Source data:
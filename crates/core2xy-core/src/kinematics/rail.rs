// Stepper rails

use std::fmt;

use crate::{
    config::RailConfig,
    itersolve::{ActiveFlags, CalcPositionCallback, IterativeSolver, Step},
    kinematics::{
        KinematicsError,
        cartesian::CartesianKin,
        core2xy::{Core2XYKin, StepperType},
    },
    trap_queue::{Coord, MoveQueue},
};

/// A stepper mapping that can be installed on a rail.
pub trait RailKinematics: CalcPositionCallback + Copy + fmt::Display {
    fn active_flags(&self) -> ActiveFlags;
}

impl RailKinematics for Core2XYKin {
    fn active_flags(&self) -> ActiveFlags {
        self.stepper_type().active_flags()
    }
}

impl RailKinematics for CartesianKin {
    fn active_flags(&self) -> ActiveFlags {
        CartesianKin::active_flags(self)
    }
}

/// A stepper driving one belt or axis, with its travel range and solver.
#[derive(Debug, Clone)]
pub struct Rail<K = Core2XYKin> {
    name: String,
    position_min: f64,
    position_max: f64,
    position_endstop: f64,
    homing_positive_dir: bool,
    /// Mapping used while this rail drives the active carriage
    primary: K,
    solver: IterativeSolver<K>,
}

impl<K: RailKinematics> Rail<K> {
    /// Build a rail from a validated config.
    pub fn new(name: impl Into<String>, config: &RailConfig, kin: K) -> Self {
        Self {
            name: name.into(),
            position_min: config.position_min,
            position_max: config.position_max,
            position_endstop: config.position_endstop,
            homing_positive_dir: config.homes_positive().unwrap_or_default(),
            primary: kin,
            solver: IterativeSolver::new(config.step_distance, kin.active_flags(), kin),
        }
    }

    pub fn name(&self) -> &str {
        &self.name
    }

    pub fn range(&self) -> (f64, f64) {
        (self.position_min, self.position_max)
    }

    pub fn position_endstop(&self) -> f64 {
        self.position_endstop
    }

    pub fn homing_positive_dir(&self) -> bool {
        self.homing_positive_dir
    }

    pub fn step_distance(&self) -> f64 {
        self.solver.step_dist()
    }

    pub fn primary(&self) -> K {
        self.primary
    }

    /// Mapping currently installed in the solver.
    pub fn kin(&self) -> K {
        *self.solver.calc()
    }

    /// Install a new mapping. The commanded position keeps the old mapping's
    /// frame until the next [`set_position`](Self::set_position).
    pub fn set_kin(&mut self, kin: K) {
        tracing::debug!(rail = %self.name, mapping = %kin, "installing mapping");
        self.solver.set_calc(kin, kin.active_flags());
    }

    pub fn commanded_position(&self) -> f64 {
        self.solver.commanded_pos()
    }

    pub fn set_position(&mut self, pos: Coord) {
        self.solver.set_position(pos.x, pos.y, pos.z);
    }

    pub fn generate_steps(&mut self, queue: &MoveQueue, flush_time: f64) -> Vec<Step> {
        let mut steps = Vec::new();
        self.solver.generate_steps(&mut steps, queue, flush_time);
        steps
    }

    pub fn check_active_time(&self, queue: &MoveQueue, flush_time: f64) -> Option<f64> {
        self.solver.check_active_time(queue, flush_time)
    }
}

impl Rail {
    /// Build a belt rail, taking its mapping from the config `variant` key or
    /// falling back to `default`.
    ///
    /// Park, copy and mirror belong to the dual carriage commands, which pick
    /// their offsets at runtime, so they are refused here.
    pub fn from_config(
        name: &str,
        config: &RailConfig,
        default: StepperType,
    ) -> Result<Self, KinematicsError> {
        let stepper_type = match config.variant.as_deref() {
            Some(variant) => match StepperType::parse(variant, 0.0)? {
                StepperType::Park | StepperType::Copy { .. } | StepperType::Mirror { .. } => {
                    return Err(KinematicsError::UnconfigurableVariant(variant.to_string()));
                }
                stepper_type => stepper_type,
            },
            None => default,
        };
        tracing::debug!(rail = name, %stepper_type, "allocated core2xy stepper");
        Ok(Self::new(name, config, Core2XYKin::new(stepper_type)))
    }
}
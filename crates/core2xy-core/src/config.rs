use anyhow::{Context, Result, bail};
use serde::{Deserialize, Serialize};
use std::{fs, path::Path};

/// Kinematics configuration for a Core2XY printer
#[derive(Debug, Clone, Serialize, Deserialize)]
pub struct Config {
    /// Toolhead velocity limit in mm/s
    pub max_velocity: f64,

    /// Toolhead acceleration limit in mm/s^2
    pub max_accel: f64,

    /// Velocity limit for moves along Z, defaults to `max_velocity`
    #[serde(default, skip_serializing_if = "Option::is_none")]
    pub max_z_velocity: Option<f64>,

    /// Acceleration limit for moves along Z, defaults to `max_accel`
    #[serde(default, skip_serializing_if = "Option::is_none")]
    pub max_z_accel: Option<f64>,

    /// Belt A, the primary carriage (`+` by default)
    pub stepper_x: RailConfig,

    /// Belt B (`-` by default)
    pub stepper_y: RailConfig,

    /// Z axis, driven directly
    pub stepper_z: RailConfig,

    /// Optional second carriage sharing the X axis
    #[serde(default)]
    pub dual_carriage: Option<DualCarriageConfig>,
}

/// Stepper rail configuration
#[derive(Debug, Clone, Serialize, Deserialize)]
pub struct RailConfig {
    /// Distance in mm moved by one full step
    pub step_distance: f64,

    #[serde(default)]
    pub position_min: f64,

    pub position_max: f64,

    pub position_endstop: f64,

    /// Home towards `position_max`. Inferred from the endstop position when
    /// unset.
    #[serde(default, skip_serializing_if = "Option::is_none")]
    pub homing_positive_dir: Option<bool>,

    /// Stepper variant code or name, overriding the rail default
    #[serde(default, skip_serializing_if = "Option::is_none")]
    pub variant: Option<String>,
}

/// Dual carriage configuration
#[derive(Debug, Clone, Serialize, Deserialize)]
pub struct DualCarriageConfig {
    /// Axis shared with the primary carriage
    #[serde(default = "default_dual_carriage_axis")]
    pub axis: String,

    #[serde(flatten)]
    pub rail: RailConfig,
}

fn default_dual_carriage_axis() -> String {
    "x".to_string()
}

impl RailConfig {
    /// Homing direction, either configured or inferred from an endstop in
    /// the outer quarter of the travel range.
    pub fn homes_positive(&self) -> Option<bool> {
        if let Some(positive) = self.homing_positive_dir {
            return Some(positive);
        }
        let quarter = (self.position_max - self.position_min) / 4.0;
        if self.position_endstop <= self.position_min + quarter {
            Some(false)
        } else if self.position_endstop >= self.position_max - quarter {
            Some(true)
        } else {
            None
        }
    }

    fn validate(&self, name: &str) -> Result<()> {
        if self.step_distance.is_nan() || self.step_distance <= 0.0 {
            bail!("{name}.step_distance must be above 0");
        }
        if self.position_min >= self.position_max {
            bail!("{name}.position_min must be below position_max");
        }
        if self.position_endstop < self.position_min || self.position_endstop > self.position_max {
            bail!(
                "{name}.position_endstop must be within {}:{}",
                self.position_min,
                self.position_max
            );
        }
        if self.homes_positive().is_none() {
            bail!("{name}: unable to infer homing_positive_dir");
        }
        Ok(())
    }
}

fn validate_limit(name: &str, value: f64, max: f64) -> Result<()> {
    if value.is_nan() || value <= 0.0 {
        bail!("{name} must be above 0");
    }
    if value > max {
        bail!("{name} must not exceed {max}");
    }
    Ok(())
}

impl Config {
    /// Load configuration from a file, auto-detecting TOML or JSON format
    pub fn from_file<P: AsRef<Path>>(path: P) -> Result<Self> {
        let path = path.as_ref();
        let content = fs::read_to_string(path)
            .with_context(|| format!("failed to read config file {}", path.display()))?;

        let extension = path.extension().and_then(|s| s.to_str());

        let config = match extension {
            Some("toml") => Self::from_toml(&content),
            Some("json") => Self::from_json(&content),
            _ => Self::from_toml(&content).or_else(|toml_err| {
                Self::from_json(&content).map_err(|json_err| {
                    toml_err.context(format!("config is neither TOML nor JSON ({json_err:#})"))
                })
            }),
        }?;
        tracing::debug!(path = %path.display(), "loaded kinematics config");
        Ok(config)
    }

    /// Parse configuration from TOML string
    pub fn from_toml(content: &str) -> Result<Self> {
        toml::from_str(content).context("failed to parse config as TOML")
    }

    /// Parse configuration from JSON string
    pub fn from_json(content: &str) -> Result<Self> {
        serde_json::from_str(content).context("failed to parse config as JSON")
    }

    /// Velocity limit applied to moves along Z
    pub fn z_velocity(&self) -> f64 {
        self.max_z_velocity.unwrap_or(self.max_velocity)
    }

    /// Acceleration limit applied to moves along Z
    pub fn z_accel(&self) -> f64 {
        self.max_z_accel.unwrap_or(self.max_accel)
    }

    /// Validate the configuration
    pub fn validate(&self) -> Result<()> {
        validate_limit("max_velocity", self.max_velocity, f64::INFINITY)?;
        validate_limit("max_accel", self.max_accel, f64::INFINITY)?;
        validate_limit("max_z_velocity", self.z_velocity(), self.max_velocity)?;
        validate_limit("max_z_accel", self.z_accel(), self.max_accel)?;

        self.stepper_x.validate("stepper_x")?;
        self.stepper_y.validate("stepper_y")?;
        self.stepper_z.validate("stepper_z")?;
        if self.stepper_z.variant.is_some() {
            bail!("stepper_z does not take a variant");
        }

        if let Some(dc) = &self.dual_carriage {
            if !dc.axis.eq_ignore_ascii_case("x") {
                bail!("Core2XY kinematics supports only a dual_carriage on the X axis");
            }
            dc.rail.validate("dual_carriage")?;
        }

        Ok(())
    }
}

--

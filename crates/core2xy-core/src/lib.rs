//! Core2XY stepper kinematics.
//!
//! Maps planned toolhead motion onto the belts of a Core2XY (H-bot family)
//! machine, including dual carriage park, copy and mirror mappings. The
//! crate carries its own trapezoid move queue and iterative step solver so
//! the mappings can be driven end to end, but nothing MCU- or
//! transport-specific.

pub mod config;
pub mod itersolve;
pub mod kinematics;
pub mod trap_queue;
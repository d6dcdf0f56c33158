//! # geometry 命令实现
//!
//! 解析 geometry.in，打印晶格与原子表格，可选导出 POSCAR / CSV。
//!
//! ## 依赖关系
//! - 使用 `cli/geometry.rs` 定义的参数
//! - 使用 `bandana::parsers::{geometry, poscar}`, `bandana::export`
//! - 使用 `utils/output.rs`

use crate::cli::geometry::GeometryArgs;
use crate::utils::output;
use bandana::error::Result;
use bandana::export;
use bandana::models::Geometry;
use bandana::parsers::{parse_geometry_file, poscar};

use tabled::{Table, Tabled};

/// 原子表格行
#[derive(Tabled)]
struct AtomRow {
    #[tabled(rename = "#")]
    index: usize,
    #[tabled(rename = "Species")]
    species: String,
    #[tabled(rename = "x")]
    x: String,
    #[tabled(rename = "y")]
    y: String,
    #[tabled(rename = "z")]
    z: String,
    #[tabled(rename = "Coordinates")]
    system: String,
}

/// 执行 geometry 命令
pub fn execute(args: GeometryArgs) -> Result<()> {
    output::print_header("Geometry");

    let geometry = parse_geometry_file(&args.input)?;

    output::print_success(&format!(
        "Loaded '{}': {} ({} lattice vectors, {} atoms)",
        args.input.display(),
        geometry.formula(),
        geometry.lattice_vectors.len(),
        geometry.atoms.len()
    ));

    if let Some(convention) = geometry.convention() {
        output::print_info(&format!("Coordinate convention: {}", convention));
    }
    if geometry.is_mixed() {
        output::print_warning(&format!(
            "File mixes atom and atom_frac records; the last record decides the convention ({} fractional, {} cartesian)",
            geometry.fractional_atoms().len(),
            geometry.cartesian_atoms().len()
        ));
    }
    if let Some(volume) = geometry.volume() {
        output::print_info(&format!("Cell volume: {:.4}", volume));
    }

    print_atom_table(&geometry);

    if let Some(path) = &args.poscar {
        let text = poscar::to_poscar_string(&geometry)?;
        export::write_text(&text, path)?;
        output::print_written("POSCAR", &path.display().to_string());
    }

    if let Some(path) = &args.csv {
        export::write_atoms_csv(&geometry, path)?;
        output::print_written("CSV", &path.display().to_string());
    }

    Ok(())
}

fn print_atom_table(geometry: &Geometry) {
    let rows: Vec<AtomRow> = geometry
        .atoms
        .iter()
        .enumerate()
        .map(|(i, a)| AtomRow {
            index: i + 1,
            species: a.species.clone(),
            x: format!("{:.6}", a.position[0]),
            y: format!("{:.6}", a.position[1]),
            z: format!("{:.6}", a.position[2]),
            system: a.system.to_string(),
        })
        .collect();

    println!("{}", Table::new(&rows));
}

==

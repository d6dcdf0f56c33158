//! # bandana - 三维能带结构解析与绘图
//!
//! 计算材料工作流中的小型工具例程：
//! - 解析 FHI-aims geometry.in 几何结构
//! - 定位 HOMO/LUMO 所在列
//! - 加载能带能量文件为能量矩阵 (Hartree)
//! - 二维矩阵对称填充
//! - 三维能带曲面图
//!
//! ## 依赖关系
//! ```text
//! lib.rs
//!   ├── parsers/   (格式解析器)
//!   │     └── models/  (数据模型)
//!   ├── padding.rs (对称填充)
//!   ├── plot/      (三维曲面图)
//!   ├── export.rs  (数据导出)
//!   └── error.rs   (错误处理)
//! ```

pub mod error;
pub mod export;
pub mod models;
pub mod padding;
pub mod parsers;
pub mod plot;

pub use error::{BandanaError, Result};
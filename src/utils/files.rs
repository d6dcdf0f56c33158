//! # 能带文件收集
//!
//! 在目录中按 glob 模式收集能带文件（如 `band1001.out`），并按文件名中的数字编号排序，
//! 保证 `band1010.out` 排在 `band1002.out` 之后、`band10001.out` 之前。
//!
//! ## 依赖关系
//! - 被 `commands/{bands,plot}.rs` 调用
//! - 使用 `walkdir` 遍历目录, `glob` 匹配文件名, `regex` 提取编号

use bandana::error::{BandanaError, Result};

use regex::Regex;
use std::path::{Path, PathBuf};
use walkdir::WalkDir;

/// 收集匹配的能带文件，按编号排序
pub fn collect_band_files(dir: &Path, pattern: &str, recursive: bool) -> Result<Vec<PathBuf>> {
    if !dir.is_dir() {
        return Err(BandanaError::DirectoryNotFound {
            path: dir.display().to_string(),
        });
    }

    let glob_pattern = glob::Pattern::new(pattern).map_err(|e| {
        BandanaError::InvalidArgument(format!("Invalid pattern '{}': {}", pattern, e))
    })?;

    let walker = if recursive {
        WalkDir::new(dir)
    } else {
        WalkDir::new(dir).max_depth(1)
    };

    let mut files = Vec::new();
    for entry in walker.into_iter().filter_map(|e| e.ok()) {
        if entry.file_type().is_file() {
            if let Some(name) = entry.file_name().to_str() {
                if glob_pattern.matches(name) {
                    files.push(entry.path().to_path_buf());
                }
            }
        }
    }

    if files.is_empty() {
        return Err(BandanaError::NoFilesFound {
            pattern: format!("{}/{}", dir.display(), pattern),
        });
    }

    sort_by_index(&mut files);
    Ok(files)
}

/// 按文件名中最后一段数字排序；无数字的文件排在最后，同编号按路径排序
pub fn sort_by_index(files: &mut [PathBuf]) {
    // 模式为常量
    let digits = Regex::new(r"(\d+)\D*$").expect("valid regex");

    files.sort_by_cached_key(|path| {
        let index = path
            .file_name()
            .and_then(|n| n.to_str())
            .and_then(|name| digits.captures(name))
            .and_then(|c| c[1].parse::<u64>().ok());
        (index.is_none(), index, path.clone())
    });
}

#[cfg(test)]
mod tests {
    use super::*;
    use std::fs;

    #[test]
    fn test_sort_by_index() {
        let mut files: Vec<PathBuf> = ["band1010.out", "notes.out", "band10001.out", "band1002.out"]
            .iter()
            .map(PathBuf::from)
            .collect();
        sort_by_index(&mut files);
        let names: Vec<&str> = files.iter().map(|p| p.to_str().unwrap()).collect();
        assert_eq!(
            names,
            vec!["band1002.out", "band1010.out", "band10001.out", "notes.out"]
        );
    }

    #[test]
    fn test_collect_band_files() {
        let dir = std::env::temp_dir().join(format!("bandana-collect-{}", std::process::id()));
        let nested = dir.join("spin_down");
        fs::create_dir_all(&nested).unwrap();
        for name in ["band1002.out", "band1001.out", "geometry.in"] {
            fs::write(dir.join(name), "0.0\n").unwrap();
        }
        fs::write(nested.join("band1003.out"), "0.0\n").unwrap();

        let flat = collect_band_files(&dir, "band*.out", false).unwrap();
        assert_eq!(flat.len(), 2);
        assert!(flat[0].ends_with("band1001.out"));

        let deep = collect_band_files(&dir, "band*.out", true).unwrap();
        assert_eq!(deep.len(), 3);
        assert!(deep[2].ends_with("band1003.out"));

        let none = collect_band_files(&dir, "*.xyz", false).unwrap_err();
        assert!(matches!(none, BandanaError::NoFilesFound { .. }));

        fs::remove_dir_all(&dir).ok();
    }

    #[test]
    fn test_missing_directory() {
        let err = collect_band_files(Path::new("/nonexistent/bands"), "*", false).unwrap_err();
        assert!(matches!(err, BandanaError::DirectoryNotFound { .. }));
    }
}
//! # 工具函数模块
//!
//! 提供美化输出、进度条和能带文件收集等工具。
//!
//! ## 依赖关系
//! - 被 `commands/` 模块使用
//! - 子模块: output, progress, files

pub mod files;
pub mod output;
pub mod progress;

What you have to do: Of all the entries above, retype exactly the lines from the line with "(self.position_min, self.position_max)" to the line with "pub fn step_distance(&self)", both included, and no others.

Result of the task:
        (self.position_min, self.position_max)
    }

    pub fn position_endstop(&self) -> f64 {
        self.position_endstop
    }

    pub fn homing_positive_dir(&self) -> bool {
        self.homing_positive_dir
    }

    pub fn step_distance(&self) -> f64 {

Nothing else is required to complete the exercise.